*** Listed entries ***

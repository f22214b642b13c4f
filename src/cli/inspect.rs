use crate::capability::ZIP_ARCHIVES;
use crate::registry::Registry;
use crate::stage::{Access, Direction, StageId};

/// Show the stage order inferred for a resource name
pub fn describe_stages(registry: &Registry, name: &str, depth: Option<usize>) -> String {
    let ids = registry.infer(name, depth);

    let mut output = String::new();
    output.push_str(&format!("Resource: {}\n", name));
    if ids.is_empty() {
        output.push_str("Stages: none (plain bytes)\n");
        return output;
    }

    // data flow order: read peels the innermost layer first, write adds it last
    let read: Vec<&str> = ids.iter().map(StageId::as_str).collect();
    let write: Vec<&str> = ids.iter().rev().map(StageId::as_str).collect();
    output.push_str(&format!("Read:  file → {} → caller\n", read.join(" → ")));
    output.push_str(&format!("Write: caller → {} → file\n", write.join(" → ")));
    output
}

/// List registered stages and whether this host can run them
pub fn show_capabilities(registry: &Registry) -> String {
    let mut output = String::new();

    output.push_str("Stages:\n");
    for id in registry.ids() {
        let Ok(factory) = registry.factory(&id) else {
            continue;
        };
        let suffixes = registry.suffixes_for(&id);
        let suffixes = if suffixes.is_empty() {
            "-".to_string()
        } else {
            suffixes.join(", ")
        };
        let status = match factory.check_available() {
            Ok(()) => "available".to_string(),
            Err(e) => format!("unavailable ({})", e),
        };
        output.push_str(&format!(
            "  {:<8} suffixes: {:<10} read: {:<10} write: {:<10} {}\n",
            id.as_str(),
            suffixes,
            access_name(factory.access(Direction::Read)),
            access_name(factory.access(Direction::Write)),
            status
        ));
    }
    output.push('\n');

    output.push_str("Backends:\n");
    let backend = match ZIP_ARCHIVES.resolve() {
        Ok(backend) => backend.to_string(),
        Err(_) => "none".to_string(),
    };
    output.push_str(&format!("  {}: {}\n", ZIP_ARCHIVES.name(), backend));

    output
}

fn access_name(access: Access) -> &'static str {
    match access {
        Access::Sequential => "sequential",
        Access::RandomAccess => "random",
    }
}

*** End of Listed entries ***

## Instructions to follow
Each line above that includes the word "suffixes" is to be copied.

## Result of the exercise
        let suffixes = registry.suffixes_for(&id);
        let suffixes = if suffixes.is_empty() {
            suffixes.join(", ")
            "  {:<8} suffixes: {:<10} read: {:<10} write: {:<10} {}\n",
            suffixes,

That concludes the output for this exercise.